What to work on: Copy every line from the records that holds the word "filename".

The data:
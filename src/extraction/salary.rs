use lazy_static::lazy_static;
use regex::Regex;

use crate::SalaryRange;

lazy_static! {
    // Optional currency code, optional symbol, 2-3 digit figure with an
    // optional thousands group, optional decimal tail, optional k/m suffix.
    static ref SALARY_RE: Regex = Regex::new(
        r"(?i)(?:(USD|EUR|GBP|CAD|AUD|CHF|SEK|NOK|DKK|JPY|INR|SGD|HKD)\s*)?([$€£])?\s?(\d{2,3}(?:[.,]\d{3})?)(?:[.,](\d+))?\s?([km])?"
    )
    .unwrap();
}

fn currency_from_symbol(symbol: &str) -> String {
    match symbol {
        "$" => "USD".to_string(),
        "€" => "EUR".to_string(),
        "£" => "GBP".to_string(),
        other => other.to_string(),
    }
}

/// Annual figure from one matched token: strip everything outside digits,
/// separators and magnitude suffixes, then scale by a trailing k/m.
/// Unparsable leftovers are absent, never zero.
fn parse_salary_value(token: &str) -> Option<i64> {
    let cleaned: String = token
        .chars()
        .filter(|c| c.is_ascii_digit() || matches!(c, '.' | ',' | 'k' | 'K' | 'm' | 'M'))
        .collect();
    if cleaned.is_empty() {
        return None;
    }

    let suffix = cleaned
        .chars()
        .last()
        .map(|c| c.to_ascii_lowercase())
        .filter(|c| *c == 'k' || *c == 'm');
    let numeric_part = match suffix {
        Some(_) => &cleaned[..cleaned.len() - 1],
        None => cleaned.as_str(),
    };

    let numeric: f64 = numeric_part.replace(',', "").parse().ok()?;

    let value = match suffix {
        Some('k') => numeric * 1_000.0,
        Some('m') => numeric * 1_000_000.0,
        _ => numeric,
    };

    Some(value.round() as i64)
}

/// Scan for currency-and-magnitude tokens. The first match is the lower
/// bound, the second (when present) the upper; a single figure stands for
/// both. The bounds are kept in text order even if that order is reversed.
pub fn parse_salary(text: &str) -> Option<SalaryRange> {
    let matches: Vec<regex::Captures> = SALARY_RE.captures_iter(text).collect();
    if matches.is_empty() {
        return None;
    }

    let first = &matches[0];
    let currency = first
        .get(1)
        .map(|code| code.as_str().to_uppercase())
        .or_else(|| first.get(2).map(|symbol| currency_from_symbol(symbol.as_str())));

    let min = parse_salary_value(&first[0]);
    let max = matches
        .get(1)
        .and_then(|second| parse_salary_value(&second[0]))
        .or(min);

    let raw = matches
        .iter()
        .map(|m| m[0].trim())
        .collect::<Vec<_>>()
        .join(" - ");

    Some(SalaryRange {
        min,
        max,
        currency,
        raw: Some(raw),
    })
}
use std::cmp::Ordering;

use strsim::normalized_damerau_levenshtein;

use crate::JobPosting;

/// Field weights for relevance scoring. Header fields dominate; the body
/// only nudges.
const WEIGHT_COMPANY: f64 = 0.30;
const WEIGHT_ROLE: f64 = 0.30;
const WEIGHT_TECH: f64 = 0.18;
const WEIGHT_LOCATIONS: f64 = 0.12;
const WEIGHT_TEXT: f64 = 0.10;

/// Minimum combined score for a posting to count as a hit.
const SCORE_THRESHOLD: f64 = 0.32;

/// Token similarity below this is treated as noise rather than a typo.
const FUZZY_CUTOFF: f64 = 0.72;

#[derive(Debug, Clone, PartialEq)]
pub struct SearchHit<'a> {
    pub score: f64,
    pub posting: &'a JobPosting,
}

/// Best score one query term earns against one field: a substring hit is
/// exact, otherwise the closest token by Damerau-Levenshtein similarity,
/// discarded below the typo cutoff.
fn field_score(field: &str, term: &str) -> f64 {
    if field.is_empty() {
        return 0.0;
    }

    let field = field.to_lowercase();
    if field.contains(term) {
        return 1.0;
    }

    let best = field
        .split(|c: char| !c.is_alphanumeric())
        .filter(|token| !token.is_empty())
        .map(|token| normalized_damerau_levenshtein(token, term))
        .fold(0.0_f64, f64::max);

    if best >= FUZZY_CUTOFF {
        best
    } else {
        0.0
    }
}

fn term_score(job: &JobPosting, term: &str) -> f64 {
    WEIGHT_COMPANY * field_score(job.company.as_deref().unwrap_or_default(), term)
        + WEIGHT_ROLE * field_score(job.role.as_deref().unwrap_or_default(), term)
        + WEIGHT_TECH * field_score(&job.tech_stack.join(" "), term)
        + WEIGHT_LOCATIONS * field_score(&job.locations.join(" "), term)
        + WEIGHT_TEXT * field_score(&job.text, term)
}

/// Relevance of a posting for a free-text query: the mean term score across
/// whitespace-separated terms. Empty queries score zero for every posting.
pub fn relevance_score(job: &JobPosting, query: &str) -> f64 {
    let terms: Vec<String> = query
        .split_whitespace()
        .map(|t| t.to_lowercase())
        .collect();
    if terms.is_empty() {
        return 0.0;
    }

    let total: f64 = terms.iter().map(|term| term_score(job, term)).sum();
    total / terms.len() as f64
}

/// Postings scoring at or above the hit threshold, best first. The sort is
/// stable, so equally scored postings keep their input order. Deterministic:
/// same collection and query, same ranking.
pub fn search<'a>(jobs: &'a [JobPosting], query: &str) -> Vec<SearchHit<'a>> {
    let mut hits: Vec<SearchHit<'a>> = jobs
        .iter()
        .map(|posting| SearchHit {
            score: relevance_score(posting, query),
            posting,
        })
        .filter(|hit| hit.score >= SCORE_THRESHOLD)
        .collect();

    hits.sort_by(|a, b| b.score.partial_cmp(&a.score).unwrap_or(Ordering::Equal));
    hits
}

#[cfg(test)]
mod tests {
    use super::*;
    use crate::schema::WorkMode;
    use crate::SourceMetadata;

    fn job(id: &str, company: &str, role: &str, tech: &[&str]) -> JobPosting {
        JobPosting {
            id: id.into(),
            story_id: 1,
            parent_id: None,
            company: Some(company.into()),
            role: Some(role.into()),
            locations: vec!["Remote".into()],
            work_mode: WorkMode::Remote,
            remote_only: false,
            timezone: None,
            visa: None,
            employment_types: Vec::new(),
            experience_level: None,
            tech_stack: tech.iter().map(|t| t.to_string()).collect(),
            salary: None,
            text: format!("{company} is hiring a {role}"),
            html: None,
            created_at: String::new(),
            url: String::new(),
            source: SourceMetadata::default(),
            tags: Vec::new(),
            flags: Default::default(),
        }
    }

    #[test]
    fn substring_hits_rank_first() {
        let jobs = vec![
            job("other", "Globex", "Accountant", &[]),
            job("match", "Acme", "React Engineer", &["React"]),
        ];
        let hits = search(&jobs, "react");
        assert_eq!(hits.len(), 1);
        assert_eq!(hits[0].posting.id, "match");
        assert!(hits[0].score >= SCORE_THRESHOLD);
    }

    #[test]
    fn small_typos_still_match() {
        let jobs = vec![job("match", "Acme", "React Engineer", &["React"])];
        let hits = search(&jobs, "raect");
        assert_eq!(hits.len(), 1);

        let noise = search(&jobs, "zzzzzz");
        assert!(noise.is_empty());
    }

    #[test]
    fn empty_query_matches_nothing() {
        let jobs = vec![job("a", "Acme", "Engineer", &[])];
        assert!(search(&jobs, "  ").is_empty());
    }

    #[test]
    fn scoring_is_deterministic() {
        let jobs = vec![job("a", "Acme", "Engineer", &["Rust"])];
        let first = relevance_score(&jobs[0], "rust engineer");
        let second = relevance_score(&jobs[0], "rust engineer");
        assert_eq!(first, second);
    }
}
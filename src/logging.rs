use std::sync::OnceLock;

use tracing_appender::non_blocking::WorkerGuard;
use tracing_subscriber::fmt::writer::BoxMakeWriter;
use tracing_subscriber::EnvFilter;

static FILE_GUARD: OnceLock<WorkerGuard> = OnceLock::new();

fn file_writer(app_name: &str) -> Option<BoxMakeWriter> {
    let dir = std::path::PathBuf::from(std::env::var_os("HH_LOG_DIR")?);
    if let Err(error) = std::fs::create_dir_all(&dir) {
        eprintln!("hnhiring-core: cannot create HH_LOG_DIR ({error}); logging to stdout");
        return None;
    }

    let appender = tracing_appender::rolling::daily(dir, format!("{app_name}.log"));
    let (writer, guard) = tracing_appender::non_blocking(appender);
    let _ = FILE_GUARD.set(guard);
    Some(BoxMakeWriter::new(writer))
}

/// Set up tracing for a consumer of this library: `RUST_LOG` filtering
/// (default `info`), stdout output, or daily-rotated files under
/// `HH_LOG_DIR` when that is set. Panics are routed through `tracing` so
/// extraction batch runs leave a record even when a caller bug crashes the
/// process. Calling this more than once is harmless.
pub fn init(app_name: &'static str) {
    let filter = EnvFilter::try_from_default_env().unwrap_or_else(|_| EnvFilter::new("info"));
    let builder = tracing_subscriber::fmt().with_env_filter(filter);

    let initialized = match file_writer(app_name) {
        Some(writer) => builder.with_writer(writer).try_init().is_ok(),
        None => builder.try_init().is_ok(),
    };

    if initialized {
        install_panic_hook(app_name);
    }
}

fn install_panic_hook(app_name: &'static str) {
    static HOOK: OnceLock<()> = OnceLock::new();

    HOOK.get_or_init(|| {
        let previous = std::panic::take_hook();
        std::panic::set_hook(Box::new(move |info| {
            let location = info
                .location()
                .map(|loc| format!("{}:{}", loc.file(), loc.line()))
                .unwrap_or_else(|| "unknown".to_string());
            let message = info
                .payload()
                .downcast_ref::<&str>()
                .map(|s| (*s).to_string())
                .or_else(|| info.payload().downcast_ref::<String>().cloned())
                .unwrap_or_else(|| "non-string panic payload".to_string());

            tracing::error!(application = app_name, %location, panic_message = %message, "panic captured");
            previous(info);
        }));
    });
}
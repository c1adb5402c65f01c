use serde::{Deserialize, Serialize};

use crate::filter::FilterState;
use crate::schema::{
    EmploymentType, ExperienceLevel, SortOrder, ViewMode, VisaPreference, WorkMode,
};

/// Auxiliary view state that travels with the filters: the selected thread
/// month and the active flag view.
#[derive(Debug, Clone, Default, PartialEq, Serialize, Deserialize)]
pub struct ViewState {
    #[serde(default)]
    pub month: Option<String>,
    pub view: ViewMode,
}

/// Keys the codec owns. Anything else in a parameter map is ignored on
/// decode and never produced on encode.
pub const FILTER_PARAM_KEYS: &[&str] = &[
    "query",
    "company",
    "locations",
    "modes",
    "remoteOnly",
    "timezone",
    "visa",
    "employment",
    "experience",
    "tech",
    "salaryMin",
    "salaryMax",
    "sort",
    "month",
    "view",
];

/// True when the map carries at least one recognized key, i.e. decoding it
/// would change something relative to an arbitrary baseline.
pub fn has_filter_params(params: &[(String, String)]) -> bool {
    params
        .iter()
        .any(|(key, _)| FILTER_PARAM_KEYS.contains(&key.as_str()))
}

fn push(params: &mut Vec<(String, String)>, key: &str, value: impl Into<String>) {
    params.push((key.to_string(), value.into()));
}

fn join_tokens<T: AsRef<str>>(values: &[T]) -> String {
    values
        .iter()
        .map(|v| v.as_ref())
        .collect::<Vec<_>>()
        .join(",")
}

/// Encode filters and view state as ordered key/value pairs, leaving out
/// every field that still has its default value. The output is small enough
/// to embed in a URL query string and decodes back losslessly.
pub fn encode_filter_params(filters: &FilterState, view: &ViewState) -> Vec<(String, String)> {
    let mut params: Vec<(String, String)> = Vec::new();

    let query = filters.query.trim();
    if !query.is_empty() {
        push(&mut params, "query", query);
    }

    if let Some(company) = filters.company.as_deref().filter(|c| !c.is_empty()) {
        push(&mut params, "company", company);
    }

    if !filters.locations.is_empty() {
        push(&mut params, "locations", filters.locations.join(","));
    }

    if !filters.remote_modes.is_empty() {
        push(&mut params, "modes", join_tokens(&filters.remote_modes));
    }

    if filters.remote_only {
        push(&mut params, "remoteOnly", "1");
    }

    if let Some(timezone) = filters.timezone.as_deref().filter(|tz| !tz.is_empty()) {
        push(&mut params, "timezone", timezone);
    }

    if filters.visa != VisaPreference::Any {
        push(&mut params, "visa", filters.visa.as_ref());
    }

    if !filters.employment_types.is_empty() {
        push(
            &mut params,
            "employment",
            join_tokens(&filters.employment_types),
        );
    }

    if !filters.experience_levels.is_empty() {
        push(
            &mut params,
            "experience",
            join_tokens(&filters.experience_levels),
        );
    }

    if !filters.tech.is_empty() {
        push(&mut params, "tech", filters.tech.join(","));
    }

    if let Some(min) = filters.salary_min {
        push(&mut params, "salaryMin", min.to_string());
    }

    if let Some(max) = filters.salary_max {
        push(&mut params, "salaryMax", max.to_string());
    }

    if filters.sort != SortOrder::Relevance {
        push(&mut params, "sort", filters.sort.as_ref());
    }

    if let Some(month) = view.month.as_deref().filter(|m| !m.is_empty()) {
        push(&mut params, "month", month);
    }

    if view.view != ViewMode::All {
        push(&mut params, "view", view.view.as_ref());
    }

    params
}

fn get<'a>(params: &'a [(String, String)], key: &str) -> Option<&'a str> {
    params
        .iter()
        .find(|(k, _)| k == key)
        .map(|(_, v)| v.as_str())
}

fn parse_list(value: &str) -> Vec<String> {
    value
        .split(',')
        .map(str::trim)
        .filter(|item| !item.is_empty())
        .map(String::from)
        .collect()
}

fn parse_tokens<T>(value: &str, parse: impl Fn(&str) -> Option<T>) -> Vec<T> {
    parse_list(value)
        .iter()
        .filter_map(|item| parse(item.to_lowercase().as_str()))
        .collect()
}

fn parse_number(value: &str) -> Option<i64> {
    let trimmed = value.trim();
    if trimmed.is_empty() {
        return None;
    }
    trimmed.parse().ok()
}

/// Apply a parameter map on top of a baseline. Only recognized keys present
/// in the map overwrite their field; everything else keeps the baseline
/// value. Unrecognized list tokens are dropped, unrecognized scalar enums
/// fall back to the default, malformed numbers decode as absent.
pub fn apply_filter_params(
    params: &[(String, String)],
    filters: &FilterState,
    view: &ViewState,
) -> (FilterState, ViewState) {
    let mut next = filters.clone();
    let mut next_view = view.clone();

    if let Some(value) = get(params, "query") {
        next.query = value.to_string();
    }

    if let Some(value) = get(params, "company") {
        next.company = (!value.is_empty()).then(|| value.to_string());
    }

    if let Some(value) = get(params, "locations") {
        next.locations = parse_list(value);
    }

    if let Some(value) = get(params, "modes") {
        next.remote_modes = parse_tokens(value, WorkMode::parse);
    }

    if let Some(value) = get(params, "remoteOnly") {
        next.remote_only = value == "1" || value.eq_ignore_ascii_case("true");
    }

    if let Some(value) = get(params, "timezone") {
        next.timezone = (!value.is_empty()).then(|| value.to_string());
    }

    if let Some(value) = get(params, "visa") {
        next.visa = VisaPreference::parse(value).unwrap_or_default();
    }

    if let Some(value) = get(params, "employment") {
        next.employment_types = parse_tokens(value, EmploymentType::parse);
    }

    if let Some(value) = get(params, "experience") {
        next.experience_levels = parse_tokens(value, ExperienceLevel::parse);
    }

    if let Some(value) = get(params, "tech") {
        next.tech = parse_list(value);
    }

    if let Some(value) = get(params, "salaryMin") {
        next.salary_min = parse_number(value);
    }

    if let Some(value) = get(params, "salaryMax") {
        next.salary_max = parse_number(value);
    }

    if let Some(value) = get(params, "sort") {
        next.sort = SortOrder::parse(value).unwrap_or_default();
    }

    if let Some(value) = get(params, "month") {
        next_view.month = (!value.is_empty()).then(|| value.to_string());
    }

    if let Some(value) = get(params, "view") {
        next_view.view = ViewMode::parse(value).unwrap_or_default();
    }

    (next, next_view)
}

#[cfg(test)]
mod tests {
    use super::*;

    fn pairs(entries: &[(&str, &str)]) -> Vec<(String, String)> {
        entries
            .iter()
            .map(|(k, v)| (k.to_string(), v.to_string()))
            .collect()
    }

    #[test]
    fn defaults_encode_to_nothing() {
        let encoded = encode_filter_params(&FilterState::default(), &ViewState::default());
        assert!(encoded.is_empty());
    }

    #[test]
    fn only_non_default_fields_are_emitted_in_fixed_order() {
        let filters = FilterState {
            query: "  rust backend  ".into(),
            remote_modes: vec![WorkMode::Remote, WorkMode::Hybrid],
            remote_only: true,
            tech: vec!["Rust".into(), "AWS".into()],
            salary_min: Some(120_000),
            sort: SortOrder::Newest,
            ..FilterState::default()
        };
        let view = ViewState {
            month: Some("2025-03".into()),
            view: ViewMode::Starred,
        };

        let encoded = encode_filter_params(&filters, &view);
        assert_eq!(
            encoded,
            pairs(&[
                ("query", "rust backend"),
                ("modes", "remote,hybrid"),
                ("remoteOnly", "1"),
                ("tech", "Rust,AWS"),
                ("salaryMin", "120000"),
                ("sort", "newest"),
                ("month", "2025-03"),
                ("view", "starred"),
            ])
        );
    }

    #[test]
    fn decode_is_a_partial_update() {
        let baseline = FilterState {
            query: "python".into(),
            salary_min: Some(90_000),
            ..FilterState::default()
        };
        let (decoded, view) = apply_filter_params(
            &pairs(&[("tech", "Rust, AWS ,")]),
            &baseline,
            &ViewState::default(),
        );

        // Unmentioned fields keep the baseline; the list is trimmed and
        // stripped of empty segments.
        assert_eq!(decoded.query, "python");
        assert_eq!(decoded.salary_min, Some(90_000));
        assert_eq!(decoded.tech, vec!["Rust", "AWS"]);
        assert_eq!(view, ViewState::default());
    }

    #[test]
    fn unrecognized_tokens_fall_back() {
        let (decoded, view) = apply_filter_params(
            &pairs(&[
                ("modes", "remote,orbital"),
                ("visa", "maybe"),
                ("sort", "oldest"),
                ("salaryMin", "12k"),
                ("view", "archived"),
            ]),
            &FilterState {
                visa: VisaPreference::Yes,
                sort: SortOrder::Newest,
                salary_min: Some(50_000),
                ..FilterState::default()
            },
            &ViewState {
                month: None,
                view: ViewMode::Starred,
            },
        );

        assert_eq!(decoded.remote_modes, vec![WorkMode::Remote]);
        assert_eq!(decoded.visa, VisaPreference::Any);
        assert_eq!(decoded.sort, SortOrder::Relevance);
        assert_eq!(decoded.salary_min, None);
        assert_eq!(view.view, ViewMode::All);
    }

    #[test]
    fn remote_only_accepts_flag_spellings() {
        for (token, expected) in [("1", true), ("true", true), ("TRUE", true), ("0", false)] {
            let (decoded, _) = apply_filter_params(
                &pairs(&[("remoteOnly", token)]),
                &FilterState::default(),
                &ViewState::default(),
            );
            assert_eq!(decoded.remote_only, expected, "token {token:?}");
        }
    }

    #[test]
    fn list_tokens_are_case_folded() {
        let (decoded, _) = apply_filter_params(
            &pairs(&[("employment", "Full-Time,CONTRACT"), ("experience", "Senior")]),
            &FilterState::default(),
            &ViewState::default(),
        );
        assert_eq!(
            decoded.employment_types,
            vec![EmploymentType::FullTime, EmploymentType::Contract]
        );
        assert_eq!(decoded.experience_levels, vec![ExperienceLevel::Senior]);
    }

    #[test]
    fn recognizes_own_keys() {
        assert!(has_filter_params(&pairs(&[("tech", "Rust")])));
        assert!(!has_filter_params(&pairs(&[("utm_source", "mail")])));
    }
}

Your response:
filename src/extraction/salary.rs
filename src/logging.rs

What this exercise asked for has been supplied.